Richmond, from Twickenham Park
Coloured engraving1 October 1822
- About the work
About the artist
Line engraver Charles Theodosius Heath was the illegitimate son and pupil of printmaker James Heath. He initially produced topographical prints and plates for an edition of the Bible and for popular classics. In the 1820 he began to engrave banknotes through the firm Perkins, Fairman and Heath. In 1840, with his son Frederick, he engraved a portrait of Queen Victoria on a master die for the first postage stamps. He was also one of the first to use lithography. He recovered from financial difficulties of 1821 and 1826 by focusing on fashion plates. He produced few prints after 1828 but employed engravers, including sons Frederick and Alfred. Trustees were appointed to manage his finances in 1848. He continued to work until his death at 63.
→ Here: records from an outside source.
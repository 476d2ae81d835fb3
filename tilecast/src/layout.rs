//! Descriptions of world contents, from which [`World`]s are built.
//!
//! A [`Layout`] is plain data with no invariants of its own; it is checked when it is
//! turned into a [`Hierarchy`] by [`World::new()`].
//!
//! [`World`]: crate::World
//! [`World::new()`]: crate::World::new

use core::fmt;

use euclid::point2;

use crate::grid::{Cell, GridId, GridSide, Hierarchy, ParentLink};
use crate::material::{MaterialId, Palette};
use crate::math::GridCoordinate;
use crate::world::WorldError;

/// What one cell of a [`Layout`] contains.
#[derive(Clone, Debug, Eq, Hash, PartialEq)]
#[allow(clippy::exhaustive_enums)]
pub enum LayoutCell {
    /// Nothing.
    Empty,
    /// A wall of the given material number. 0 is not a valid material.
    Solid(u16),
    /// A smaller grid filling this cell.
    Nested(Layout),
}

impl LayoutCell {
    /// Interprets integer map notation: 0 is empty and any other number is that material.
    #[inline]
    pub fn from_id(id: u16) -> Self {
        if id == 0 {
            LayoutCell::Empty
        } else {
            LayoutCell::Solid(id)
        }
    }
}

/// A square arrangement of [`LayoutCell`]s, stored as rows.
///
/// Row `y` holds the cells with Y coordinate `y`; within a row, the cell at index `x` has
/// X coordinate `x`.
#[derive(Clone, Debug, Default, Eq, Hash, PartialEq)]
pub struct Layout {
    rows: Vec<Vec<LayoutCell>>,
}

impl Layout {
    /// Constructs a layout from rows of cells. The side length is the number of rows.
    pub fn new(rows: Vec<Vec<LayoutCell>>) -> Self {
        Self { rows }
    }

    /// Constructs a layout from rows of material numbers, where 0 means empty.
    ///
    /// ```
    /// use tilecast::layout::{Layout, LayoutCell};
    ///
    /// let layout = Layout::from_ids([[1u16, 0], [0, 0]]);
    /// assert_eq!(layout.get(0, 0), Some(&LayoutCell::Solid(1)));
    /// assert_eq!(layout.get(1, 0), Some(&LayoutCell::Empty));
    /// ```
    pub fn from_ids<R: AsRef<[u16]>>(rows: impl IntoIterator<Item = R>) -> Self {
        Self::new(
            rows.into_iter()
                .map(|row| row.as_ref().iter().copied().map(LayoutCell::from_id).collect())
                .collect(),
        )
    }

    /// Constructs a `side`×`side` layout by calling `f` with the X and Y of each cell.
    pub fn from_fn(side: usize, mut f: impl FnMut(usize, usize) -> LayoutCell) -> Self {
        Self::new(
            (0..side)
                .map(|y| (0..side).map(|x| f(x, y)).collect())
                .collect(),
        )
    }

    /// Number of rows.
    #[inline]
    pub fn side(&self) -> usize {
        self.rows.len()
    }

    /// The rows of cells.
    #[inline]
    pub fn rows(&self) -> &[Vec<LayoutCell>] {
        &self.rows
    }

    /// Returns the cell at `(x, y)`, if there is one.
    #[inline]
    pub fn get(&self, x: usize, y: usize) -> Option<&LayoutCell> {
        self.rows.get(y)?.get(x)
    }

    /// Checks this layout and converts it to a [`Hierarchy`].
    pub(crate) fn build(&self, palette: &Palette) -> Result<Hierarchy, WorldError> {
        let mut path = LayoutPath::default();
        let side = self.checked_side(&path)?;
        let mut hierarchy = Hierarchy::with_root(side, vec![Cell::Empty; side.area()].into());
        self.fill(&mut hierarchy, GridId::ROOT, palette, &mut path)?;
        Ok(hierarchy)
    }

    fn checked_side(&self, path: &LayoutPath) -> Result<GridSide, WorldError> {
        let side = GridSide::new(self.side()).map_err(|source| WorldError::GridSize {
            path: path.clone(),
            source,
        })?;
        for (y, row) in self.rows.iter().enumerate() {
            if row.len() != self.side() {
                return Err(WorldError::RaggedRow {
                    path: path.clone(),
                    row: y,
                    expected: self.side(),
                    actual: row.len(),
                });
            }
        }
        Ok(side)
    }

    /// Stores the cells of `self` into `grid`, which must already have the right size.
    /// Nested layouts are added to the hierarchy as they are found, depth first.
    fn fill(
        &self,
        hierarchy: &mut Hierarchy,
        grid: GridId,
        palette: &Palette,
        path: &mut LayoutPath,
    ) -> Result<(), WorldError> {
        for (y, row) in self.rows.iter().enumerate() {
            for (x, layout_cell) in row.iter().enumerate() {
                // Cannot overflow since `checked_side()` bounded the side length.
                let position = point2(x as GridCoordinate, y as GridCoordinate);
                let cell = match *layout_cell {
                    LayoutCell::Empty => Cell::Empty,
                    LayoutCell::Solid(number) => {
                        let Some(material) = MaterialId::new(number) else {
                            return Err(WorldError::ZeroMaterial {
                                path: path.clone(),
                                cell: [x, y],
                            });
                        };
                        if !palette.contains(material) {
                            return Err(WorldError::UnknownMaterial {
                                path: path.clone(),
                                cell: [x, y],
                                material,
                            });
                        }
                        Cell::Solid(material)
                    }
                    LayoutCell::Nested(ref nested) => {
                        path.0.push([x, y]);
                        let side = nested.checked_side(path)?;
                        let child = hierarchy.push(
                            side,
                            vec![Cell::Empty; side.area()].into(),
                            Some(ParentLink {
                                grid,
                                offset: position,
                            }),
                        );
                        nested.fill(hierarchy, child, palette, path)?;
                        path.0.pop();
                        Cell::Grid(child)
                    }
                };
                hierarchy.set(grid, position, cell);
            }
        }
        Ok(())
    }
}

/// Identifies a nested layout by the cells leading to it from the root.
#[derive(Clone, Debug, Default, Eq, Hash, PartialEq)]
pub struct LayoutPath(pub Vec<[usize; 2]>);

impl fmt::Display for LayoutPath {
    fn fmt(&self, f: &mut fmt::Formatter<'_>) -> fmt::Result {
        f.write_str("root")?;
        for [x, y] in &self.0 {
            write!(f, "/({x}, {y})")?;
        }
        Ok(())
    }
}

#[cfg(test)]
mod tests {
    use super::*;
    use crate::grid::GridSizeError;
    use pretty_assertions::assert_eq;

    #[test]
    fn from_ids_maps_zero_to_empty() {
        let layout = Layout::from_ids([[0u16, 3], [4, 0]]);
        assert_eq!(
            layout.rows(),
            &[
                vec![LayoutCell::Empty, LayoutCell::Solid(3)],
                vec![LayoutCell::Solid(4), LayoutCell::Empty],
            ]
        );
        assert_eq!(layout.get(1, 0), Some(&LayoutCell::Solid(3)));
        assert_eq!(layout.get(2, 0), None);
    }

    #[test]
    fn build_nested() {
        let inner = Layout::from_ids([[1u16, 0], [0, 2]]);
        let layout = Layout::new(vec![
            vec![LayoutCell::Solid(3), LayoutCell::Nested(inner)],
            vec![LayoutCell::Empty, LayoutCell::Empty],
        ]);
        let hierarchy = layout.build(&Palette::placeholder()).unwrap();

        assert_eq!(hierarchy.len(), 2);
        let (child_id, child) = hierarchy.iter().nth(1).unwrap();
        assert_eq!(hierarchy.root().get([1, 0]), Some(Cell::Grid(child_id)));
        assert_eq!(child.parent().map(|link| link.offset), Some(point2(1, 0)));
        assert_eq!(
            child.get([1, 1]),
            Some(Cell::Solid(MaterialId::new(2).unwrap()))
        );
    }

    #[test]
    fn build_rejects_bad_size() {
        let error = Layout::from_ids([[0u16; 3]; 3])
            .build(&Palette::placeholder())
            .unwrap_err();
        assert_eq!(
            error,
            WorldError::GridSize {
                path: LayoutPath::default(),
                source: GridSizeError::NotPowerOfTwo(3)
            }
        );
        assert_eq!(
            Layout::default().build(&Palette::placeholder()),
            Err(WorldError::GridSize {
                path: LayoutPath::default(),
                source: GridSizeError::Zero
            })
        );
    }

    #[test]
    fn build_rejects_ragged_nested_row() {
        let inner = Layout::new(vec![
            vec![LayoutCell::Empty, LayoutCell::Empty],
            vec![LayoutCell::Empty],
        ]);
        let layout = Layout::new(vec![vec![LayoutCell::Nested(inner)]]);
        let error = layout.build(&Palette::placeholder()).unwrap_err();
        assert_eq!(
            error,
            WorldError::RaggedRow {
                path: LayoutPath(vec![[0, 0]]),
                row: 1,
                expected: 2,
                actual: 1,
            }
        );
        assert_eq!(
            error.to_string(),
            "row 1 of the grid at root/(0, 0) has 1 cells, but the grid is 2 cells wide"
        );
    }

    #[test]
    fn build_rejects_materials() {
        let palette = Palette::placeholder();
        assert_eq!(
            Layout::new(vec![vec![LayoutCell::Solid(0)]]).build(&palette),
            Err(WorldError::ZeroMaterial {
                path: LayoutPath::default(),
                cell: [0, 0]
            })
        );
        assert_eq!(
            Layout::from_ids([[0u16, 0], [0, 9]]).build(&palette),
            Err(WorldError::UnknownMaterial {
                path: LayoutPath::default(),
                cell: [1, 1],
                material: MaterialId::new(9).unwrap(),
            })
        );
    }
}
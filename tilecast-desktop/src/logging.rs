//! Logging to stderr.

use anyhow::Context as _;
use log::Log as _;

/// A [`clap::Args`] struct for options controlling log output to stderr.
#[derive(Clone, Debug, Default, clap::Args)]
#[allow(clippy::module_name_repetitions)]
pub struct LoggingArgs {
    /// Additional logging to stderr.
    #[arg(long = "verbose", short = 'v')]
    pub verbose: bool,

    /// Remove timestamps from logs so that they are closer to deterministic.
    ///
    /// This option is intended for internal tests only.
    #[arg(long = "simplify-log-format", hide = true)]
    pub simplify_log_format: bool,
}

impl LoggingArgs {
    /// The most detailed level which will be written.
    pub fn level(&self) -> log::LevelFilter {
        if self.verbose {
            log::LevelFilter::Debug
        } else {
            log::LevelFilter::Info
        }
    }
}

/// Install a [`log`] global logger based on user-provided `options`.
///
/// Fails if a logger was already installed.
pub fn install(options: &LoggingArgs) -> Result<(), anyhow::Error> {
    use log::LevelFilter::{Error, Off};

    let stderr_logger = *simplelog::WriteLogger::new(
        options.level(),
        // No target filters here, because `TilecastLogger` calls
        // `util::log::standard_filter` to do it.
        simplelog::ConfigBuilder::new()
            .set_target_level(Off)
            .set_location_level(Off)
            .set_time_level(if options.simplify_log_format {
                Off
            } else {
                Error
            })
            .build(),
        std::io::stderr(),
    );
    let max_level = simplelog::SharedLogger::level(&stderr_logger);

    log::set_boxed_logger(Box::new(TilecastLogger { stderr_logger }))
        .context("failed to initialize logging")?;
    log::set_max_level(max_level);
    Ok(())
}

/// [`log::Log`] implementation that [`install()`] registers globally.
struct TilecastLogger {
    stderr_logger: simplelog::WriteLogger<std::io::Stderr>,
}

impl log::Log for TilecastLogger {
    fn enabled(&self, metadata: &log::Metadata<'_>) -> bool {
        tilecast::util::log::standard_filter(metadata) && self.stderr_logger.enabled(metadata)
    }

    fn log(&self, record: &log::Record<'_>) {
        if tilecast::util::log::standard_filter(record.metadata()) {
            self.stderr_logger.log(record);
        }
    }

    fn flush(&self) {
        self.stderr_logger.flush();
    }
}

#[cfg(test)]
mod tests {
    use super::*;

    #[test]
    fn verbose_raises_level() {
        assert_eq!(LoggingArgs::default().level(), log::LevelFilter::Info);
        assert_eq!(
            LoggingArgs {
                verbose: true,
                ..LoggingArgs::default()
            }
            .level(),
            log::LevelFilter::Debug
        );
    }
}
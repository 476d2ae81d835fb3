#[cfg(feature = "auto-threads")]
use rayon::iter::{IntoParallelIterator as _, ParallelIterator as _};

use tilecast::World;
use tilecast::math::FreeCoordinate;

use crate::camera::Camera;
use crate::{RenderError, RenderInfo, Renderer, Rendering};

/// Renders a [`World`] by casting one ray per pixel through the full grid hierarchy.
///
/// Walls, floor, and ceiling all come from [`World::trace()`], so nested grids are
/// drawn at their true size and the floor and ceiling are seen in perspective.
#[derive(Clone, Copy, Debug, PartialEq)]
pub struct HierarchyRenderer {
    camera: Camera,
    max_length: FreeCoordinate,
}

impl HierarchyRenderer {
    /// The default maximum ray length, in world units.
    pub const DEFAULT_MAX_LENGTH: FreeCoordinate = 64.0;

    /// Constructs a renderer using [`Self::DEFAULT_MAX_LENGTH`].
    pub fn new(camera: Camera) -> Self {
        Self {
            camera,
            max_length: Self::DEFAULT_MAX_LENGTH,
        }
    }

    /// Sets how far rays travel before giving up, measured in multiples of each pixel's
    /// ray direction (whose horizontal part is at least of unit length).
    pub fn with_max_length(self, max_length: FreeCoordinate) -> Result<Self, RenderError> {
        if max_length > 0.0 {
            Ok(Self { max_length, ..self })
        } else {
            Err(RenderError::MaxLength(max_length))
        }
    }

    /// The camera which determines image size and field of view.
    #[inline]
    pub fn camera(&self) -> &Camera {
        &self.camera
    }

    /// Maximum ray length.
    #[inline]
    pub fn max_length(&self) -> FreeCoordinate {
        self.max_length
    }

    fn trace_pixel(&self, world: &World, x: u32, y: u32) -> ([u8; 4], RenderInfo) {
        let viewer = world.viewer();
        let ray = self.camera.pixel_ray(viewer.direction(), x, y);
        let outcome = world.trace(viewer.position(), ray, self.max_length);
        (
            world.color_of(&outcome.terminal).to_srgba8(),
            RenderInfo::from_outcome(&outcome),
        )
    }
}

impl Renderer for HierarchyRenderer {
    #[cfg(feature = "auto-threads")]
    fn render(&self, world: &World) -> (Rendering, RenderInfo) {
        use crate::rayon_util::ParExtSum;

        let size = self.camera.size();
        let (data, info): (Vec<[u8; 4]>, ParExtSum<RenderInfo>) = (0..size.height)
            .into_par_iter()
            .flat_map(|y| {
                (0..size.width)
                    .into_par_iter()
                    .map(move |x| self.trace_pixel(world, x, y))
            })
            .unzip();
        let info = info.into_inner();
        log::debug!("rendered {}×{}: {info}", size.width, size.height);
        (Rendering { size, data }, info)
    }

    #[cfg(not(feature = "auto-threads"))]
    fn render(&self, world: &World) -> (Rendering, RenderInfo) {
        let size = self.camera.size();
        let mut data = Vec::with_capacity(size.width as usize * size.height as usize);
        let mut info = RenderInfo::default();
        for y in 0..size.height {
            for x in 0..size.width {
                let (pixel, pixel_info) = self.trace_pixel(world, x, y);
                data.push(pixel);
                info += pixel_info;
            }
        }
        log::debug!("rendered {}×{}: {info}", size.width, size.height);
        (Rendering { size, data }, info)
    }
}

#[cfg(test)]
mod tests {
    use super::*;
    use pretty_assertions::assert_eq;
    use tilecast::layout::Layout;
    use tilecast::material::Palette;
    use tilecast::math::{ImageSize, Rgb};
    use tilecast::viewer::Viewer;

    fn empty_world() -> World {
        World::new(
            &Layout::from_ids([[0u16; 4]; 4]),
            Palette::placeholder(),
            Viewer::standing_at(2.0, 2.0),
        )
        .unwrap()
    }

    #[test]
    fn rejects_nonpositive_max_length() {
        let renderer = HierarchyRenderer::new(Camera::new(ImageSize::new(4, 4), 60.0).unwrap());
        assert_eq!(
            renderer.with_max_length(0.0),
            Err(RenderError::MaxLength(0.0))
        );
        assert!(renderer.with_max_length(f64::NAN).is_err());
        assert_eq!(renderer.with_max_length(3.0).unwrap().max_length(), 3.0);
    }

    #[test]
    fn empty_world_is_ceiling_above_floor() {
        let renderer = HierarchyRenderer::new(Camera::new(ImageSize::new(8, 6), 60.0).unwrap());
        let world = empty_world();
        let (image, info) = renderer.render(&world);

        assert_eq!(image.data.len(), 48);
        assert_eq!(info.rays, 48);
        for x in 0..8 {
            assert_eq!(image.get(x, 0), Some(Rgb::CORNFLOWER_BLUE.to_srgba8()));
            assert_eq!(image.get(x, 5), Some(Rgb::SADDLE_BROWN.to_srgba8()));
        }
        // Without walls, every ray reaches the floor or ceiling before leaving a 4×4
        // world except those nearly level, which may leave it.
        assert_eq!(info.solid, 0);
        assert_eq!(info.floor + info.ceiling + info.out_of_world, 48);
    }
}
Thomas Christopher Hofland, landscape painter, was born in Worksop, Nottinghamshire. He was a pupil of landscape painter John Rathbone and later taught painting in Kew. In 1805 he moved to Derby and continued his teaching career, relocating again to Leeds in 1808. In 1810 he married Barbara Hoole, a writer of text books and children’s fiction. Hofland was never elected a Royal Academician and in reaction took a leading role in creating the Society of British Artists in 1823, where he showed at least 119 works. Hofland’s subjects are almost exclusively British and include views of the Lake District and country houses. In 1840 he travelled to Italy, staying near Rome and Naples. He died of stomach cancer at Leamington Spa.